Hypoxic stress, a pathological hallmark of cardiovascular, oncological, and neurodegenerative diseases, underscores the need for safer hypoxia-targeting therapeutics beyond conventional agents with dose-limiting toxicities. The protective effect of polyphenols from Olea europaea L. fruit (OEL-F) against hypoxic injury in PC12 cells was investigated in this study. Furthermore, the main bioactive components responsible for this protective effect were isolated and characterized. An integrated chemometrics approach facilitated the systematic identification of 23 characteristic markers through HPLC analysis of 17 OEL-F extracts.
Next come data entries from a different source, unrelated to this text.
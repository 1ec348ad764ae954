// combinator.rs — Composition primitives over ordered goal collections.
//
// Every combinator takes the candidate collection by reference and returns a
// lazy `GoalStream`. Nothing here mutates its input.
//
//   prioritize   each stage against the SAME candidates, outputs concatenated
//   compose      stage N's full output becomes stage N+1's candidates
//   when_then    for each WHEN match, emit instantiated THEN matches,
//                optionally gated on an instantiated ALSO existing (or not)
//   match_unless emit THEN matches whose instantiated UNLESS finds nothing
//
// Capture bindings are scoped to one combinator evaluation: a nested
// combinator derives its own bindings from its own WHEN/THEN matches.

use std::iter;

use crate::cache::PatternCache;
use crate::error::OracleError;
use crate::goal::Goal;
use crate::stage::Stage;
use crate::token::Token;

/// A lazy, ordered, fallible sequence of goals.
///
/// Errors (a missing binding or a bad pattern discovered during
/// instantiation) are yielded in place and end the useful part of the
/// stream; the selection driver stops at the first one.
pub type GoalStream<'a> = Box<dyn Iterator<Item = Result<Goal, OracleError>> + 'a>;

/// A stream that yields a single error.
pub(crate) fn failed<'a>(err: OracleError) -> GoalStream<'a> {
    Box::new(iter::once(Err(err)))
}

/// Lazily evaluate a token over `candidates`.
pub fn match_token<'a>(token: &Token, candidates: &'a [Goal]) -> GoalStream<'a> {
    match token.match_all(candidates) {
        Ok(matches) => Box::new(matches.map(Ok)),
        Err(err) => failed(err),
    }
}

/// Ordered alternation: every stage sees the original candidates; stage 1's
/// output comes first, then stage 2's, and so on. Nothing is discarded.
pub fn prioritize<'a>(
    stages: &'a [Stage],
    candidates: &'a [Goal],
    cache: &'a PatternCache,
) -> GoalStream<'a> {
    Box::new(
        stages
            .iter()
            .flat_map(move |stage| stage.evaluate(candidates, cache)),
    )
}

/// Sequential pipeline: each stage's output is materialized and becomes the
/// next stage's candidate collection. With no stages the candidates pass
/// through unchanged.
pub fn compose<'a>(
    stages: &'a [Stage],
    candidates: &'a [Goal],
    cache: &'a PatternCache,
) -> GoalStream<'a> {
    let mut current = candidates.to_vec();
    for stage in stages {
        let next: Result<Vec<Goal>, OracleError> = stage.evaluate(&current, cache).collect();
        match next {
            Ok(next) => current = next,
            Err(err) => return failed(err),
        }
    }
    Box::new(current.into_iter().map(Ok))
}

/// Conditional join.
///
/// For each goal `when` matches, `then` (and `also`, if present) is
/// instantiated with that match's bindings. With `also`, the WHEN match is
/// skipped when `also` finds nothing (or, with `also_neg`, when it finds
/// something). Otherwise every goal the instantiated `then` matches is
/// emitted, in `then`'s own capped order.
pub fn when_then<'a>(
    when: &'a Token,
    then: &'a Token,
    also: Option<&'a Token>,
    also_neg: bool,
    candidates: &'a [Goal],
    cache: &'a PatternCache,
) -> GoalStream<'a> {
    let facts = match when.match_all(candidates) {
        Ok(facts) => facts,
        Err(err) => return failed(err),
    };

    Box::new(facts.flat_map(move |fact| -> GoalStream<'a> {
        if let Some(also) = also {
            match exists(also, &fact, candidates, cache) {
                Ok(found) if found == also_neg => {
                    tracing::trace!(goal = fact.id(), also = %also, found, "when_then: gated out");
                    return Box::new(iter::empty());
                }
                Ok(_) => {}
                Err(err) => return failed(err),
            }
        }
        match then.instantiate(&fact, cache) {
            Ok(concrete) => match_token(&concrete, candidates),
            Err(err) => failed(err),
        }
    }))
}

/// Negative join: emit each `then` match unless `unless`, instantiated with
/// that match's bindings, matches anything in `candidates`.
pub fn match_unless<'a>(
    then: &'a Token,
    unless: &'a Token,
    candidates: &'a [Goal],
    cache: &'a PatternCache,
) -> GoalStream<'a> {
    let facts = match then.match_all(candidates) {
        Ok(facts) => facts,
        Err(err) => return failed(err),
    };

    Box::new(
        facts.filter_map(move |fact| match exists(unless, &fact, candidates, cache) {
            Ok(true) => None,
            Ok(false) => Some(Ok(fact)),
            Err(err) => Some(Err(err)),
        }),
    )
}

/// The candidates ordered by label length, longest first. Equal lengths keep
/// their input order.
pub fn sort_by_label_length<'a>(candidates: &'a [Goal]) -> GoalStream<'a> {
    let mut sorted = candidates.to_vec();
    sorted.sort_by_key(|goal| std::cmp::Reverse(goal.label().chars().count()));
    Box::new(sorted.into_iter().map(Ok))
}

/// Evaluate `stage`; if it yields nothing, pass the candidates through
/// unchanged instead.
pub fn preserve_if_empty<'a>(
    stage: &'a Stage,
    candidates: &'a [Goal],
    cache: &'a PatternCache,
) -> GoalStream<'a> {
    let matches: Result<Vec<Goal>, OracleError> = stage.evaluate(candidates, cache).collect();
    match matches {
        Ok(matches) if matches.is_empty() => Box::new(candidates.iter().cloned().map(Ok)),
        Ok(matches) => Box::new(matches.into_iter().map(Ok)),
        Err(err) => failed(err),
    }
}

/// Does `template`, instantiated with `fact`'s bindings, match any candidate?
fn exists(
    template: &Token,
    fact: &Goal,
    candidates: &[Goal],
    cache: &PatternCache,
) -> Result<bool, OracleError> {
    let concrete = template.instantiate(fact, cache)?;
    Ok(concrete.match_all(candidates)?.next().is_some())
}
// mod.rs — Command implementations and shared configuration loading.

pub mod list;
pub mod rank;

use std::path::Path;

use anyhow::Context;
use oracle_strategy::StrategyTable;

/// Strategy table looked up in the working directory when `--strategies` is
/// not given.
pub const DEFAULT_STRATEGY_FILE: &str = "oracle.yaml";

/// Load the strategy table.
///
/// An explicit path must exist. Without one, `./oracle.yaml` is used if
/// present; otherwise the table is empty and every strategy selects nothing.
pub fn load_table(path: Option<&Path>) -> anyhow::Result<StrategyTable> {
    match path {
        Some(path) => StrategyTable::load(path)
            .with_context(|| format!("failed to load strategy table {}", path.display())),
        None => {
            let default = Path::new(DEFAULT_STRATEGY_FILE);
            if default.exists() {
                StrategyTable::load(default)
                    .with_context(|| format!("failed to load strategy table {}", default.display()))
            } else {
                tracing::info!(
                    "no --strategies given and no {} found; using an empty table",
                    DEFAULT_STRATEGY_FILE
                );
                Ok(StrategyTable::new())
            }
        }
    }
}
// template.rs — Typed pattern templates with `{name}` placeholders.
//
// A template is parsed once into literal text fragments and placeholder
// names. Resolving it against a goal's bindings never goes through a
// format-string engine, so a missing name is a typed error and captured text
// is escaped before it is spliced into a regex source.
//
// Syntax:
//   {name}   placeholder, name = [A-Za-z_][A-Za-z0-9_]*
//   {{ / }}  literal brace
//   anything else, including regex repetitions like `\d{2}`, is literal text

use crate::error::OracleError;
use crate::goal::Bindings;

/// How bound values are embedded when a template is resolved.
#[derive(Debug, Clone, Copy, PartialEq, Eq)]
pub enum Substitution {
    /// Insert the captured text unchanged (literal substring tokens).
    Raw,
    /// Escape regex metacharacters before insertion (regex tokens).
    RegexEscaped,
}

#[derive(Debug, Clone, PartialEq, Eq)]
enum Fragment {
    Text(String),
    Placeholder(String),
}

/// A parsed pattern template.
#[derive(Debug, Clone, PartialEq, Eq)]
pub struct Template {
    source: String,
    fragments: Vec<Fragment>,
}

impl Template {
    /// Parse a template source. Parsing never fails: malformed braces are
    /// treated as literal text.
    pub fn parse(source: &str) -> Self {
        let mut fragments = Vec::new();
        let mut text = String::new();
        let mut rest = source;

        while let Some(pos) = rest.find(|c: char| c == '{' || c == '}') {
            text.push_str(&rest[..pos]);
            let tail = &rest[pos..];

            if tail.starts_with("{{") {
                text.push('{');
                rest = &tail[2..];
            } else if tail.starts_with("}}") {
                text.push('}');
                rest = &tail[2..];
            } else if let Some(name) = tail.strip_prefix('{').and_then(placeholder_name) {
                if !text.is_empty() {
                    fragments.push(Fragment::Text(std::mem::take(&mut text)));
                }
                fragments.push(Fragment::Placeholder(name.to_string()));
                rest = &tail[name.len() + 2..];
            } else {
                text.push_str(&tail[..1]);
                rest = &tail[1..];
            }
        }
        text.push_str(rest);
        if !text.is_empty() {
            fragments.push(Fragment::Text(text));
        }

        Self {
            source: source.to_string(),
            fragments,
        }
    }

    /// The template exactly as written.
    pub fn source(&self) -> &str {
        &self.source
    }

    /// True when the template has no placeholders.
    pub fn is_concrete(&self) -> bool {
        self.placeholders().next().is_none()
    }

    /// Placeholder names in order of appearance (duplicates included).
    pub fn placeholders(&self) -> impl Iterator<Item = &str> {
        self.fragments.iter().filter_map(|fragment| match fragment {
            Fragment::Placeholder(name) => Some(name.as_str()),
            Fragment::Text(_) => None,
        })
    }

    /// Substitute bindings into the template.
    ///
    /// Fails with `MissingBinding` on the first placeholder that has no value
    /// in `bindings`. A concrete template resolves to its text with `{{`/`}}`
    /// collapsed, regardless of `bindings`.
    pub fn resolve(&self, bindings: &Bindings, mode: Substitution) -> Result<String, OracleError> {
        let mut out = String::with_capacity(self.source.len());
        for fragment in &self.fragments {
            match fragment {
                Fragment::Text(text) => out.push_str(text),
                Fragment::Placeholder(name) => {
                    let value = bindings.get(name).ok_or_else(|| OracleError::MissingBinding {
                        name: name.clone(),
                        template: self.source.clone(),
                    })?;
                    match mode {
                        Substitution::Raw => out.push_str(value),
                        Substitution::RegexEscaped => out.push_str(&regex::escape(value)),
                    }
                }
            }
        }
        Ok(out)
    }
}

/// Return the placeholder name at the start of `s` (which follows a `{`), if
/// `s` begins with a valid identifier immediately closed by `}`.
fn placeholder_name(s: &str) -> Option<&str> {
    let end = s.find('}')?;
    let name = &s[..end];
    let mut chars = name.chars();
    let first = chars.next()?;
    let valid = (first.is_ascii_alphabetic() || first == '_')
        && chars.all(|c| c.is_ascii_alphanumeric() || c == '_');
    valid.then_some(name)
}

#[cfg(test)]
mod tests {
    use super::*;

    fn bind(pairs: &[(&str, &str)]) -> Bindings {
        pairs
            .iter()
            .map(|(k, v)| (k.to_string(), v.to_string()))
            .collect()
    }

    // ── Parsing ──────────────────────────────────────────────────

    #[test]
    fn plain_text_is_concrete() {
        let t = Template::parse("Session(");
        assert!(t.is_concrete());
        assert_eq!(t.resolve(&Bindings::new(), Substitution::Raw).unwrap(), "Session(");
    }

    #[test]
    fn finds_placeholders_in_order() {
        let t = Template::parse(r"^SessionInfo\(.+@ {tvar} and {other} {tvar}$");
        let names: Vec<&str> = t.placeholders().collect();
        assert_eq!(names, vec!["tvar", "other", "tvar"]);
        assert!(!t.is_concrete());
    }

    #[test]
    fn regex_repetition_is_not_a_placeholder() {
        let t = Template::parse(r"\d{2}x{1,3}");
        assert!(t.is_concrete());
        assert_eq!(
            t.resolve(&Bindings::new(), Substitution::Raw).unwrap(),
            r"\d{2}x{1,3}"
        );
    }

    #[test]
    fn doubled_braces_are_literal() {
        let t = Template::parse("{{name}}");
        assert!(t.is_concrete());
        assert_eq!(t.resolve(&Bindings::new(), Substitution::Raw).unwrap(), "{name}");
    }

    #[test]
    fn unclosed_brace_is_literal() {
        let t = Template::parse("a{b");
        assert!(t.is_concrete());
        assert_eq!(t.resolve(&Bindings::new(), Substitution::Raw).unwrap(), "a{b");
    }

    #[test]
    fn source_is_preserved() {
        let raw = r"x {sk} \)";
        assert_eq!(Template::parse(raw).source(), raw);
    }

    // ── Resolution ───────────────────────────────────────────────

    #[test]
    fn raw_substitution_inserts_exact_text() {
        let t = Template::parse("{x}");
        let out = t.resolve(&bind(&[("x", "bar")]), Substitution::Raw).unwrap();
        assert_eq!(out, "bar");
    }

    #[test]
    fn regex_substitution_escapes_metacharacters() {
        let t = Template::parse(r"^PublicKeyRatchet.+@ {tvar}$");
        let out = t
            .resolve(&bind(&[("tvar", "#t.1")]), Substitution::RegexEscaped)
            .unwrap();
        let re = regex::Regex::new(&out).unwrap();
        assert!(re.is_match("PublicKeyRatchet( x ) @ #t.1"));
        assert!(!re.is_match("PublicKeyRatchet( x ) @ #tx1"));
    }

    #[test]
    fn raw_substitution_keeps_metacharacters() {
        let t = Template::parse("KU( {sk} )");
        let out = t.resolve(&bind(&[("sk", "f(x.1)")]), Substitution::Raw).unwrap();
        assert_eq!(out, "KU( f(x.1) )");
    }

    #[test]
    fn missing_binding_names_the_placeholder() {
        let t = Template::parse("@ {tvar}");
        let err = t
            .resolve(&bind(&[("other", "x")]), Substitution::Raw)
            .unwrap_err();
        match err {
            OracleError::MissingBinding { name, template } => {
                assert_eq!(name, "tvar");
                assert_eq!(template, "@ {tvar}");
            }
            other => panic!("expected MissingBinding, got {other:?}"),
        }
    }
}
Coupling with CoCl₂-induced hypoxia modelling in PC12 cells (cell viability assessed via MTT assay) and orthogonal biological validation to identify five hypoxia-alleviating bioactive markers precisely. S6 extract demonstrated significantly superior biological activity in the repair of hypoxic injury compared to all other groups (p < 0.01). Bioactivity-directed fractionation led to the identification of luteolin-4'-O-β-D-glucoside and oleuropein as primary bioactive constituents. Molecular docking analysis indicated that these compounds exhibit structural motifs analogous to vadadustat (a clinical PHD2 inhibitor), engaging residues His313/Tyr310 in the substrate pocket. Unlike vadadustat's Fe²⁺-chelating mechanism, these constituents act as potential competitive PHD2 inhibitors via non-chelating interactions at the catalytic site. Molecular docking suggests that OEL-F polyphenols may stabilize HIF-1α through PHD2 inhibition, proposing a novel natural product-driven strategy for safer hypoxia intervention.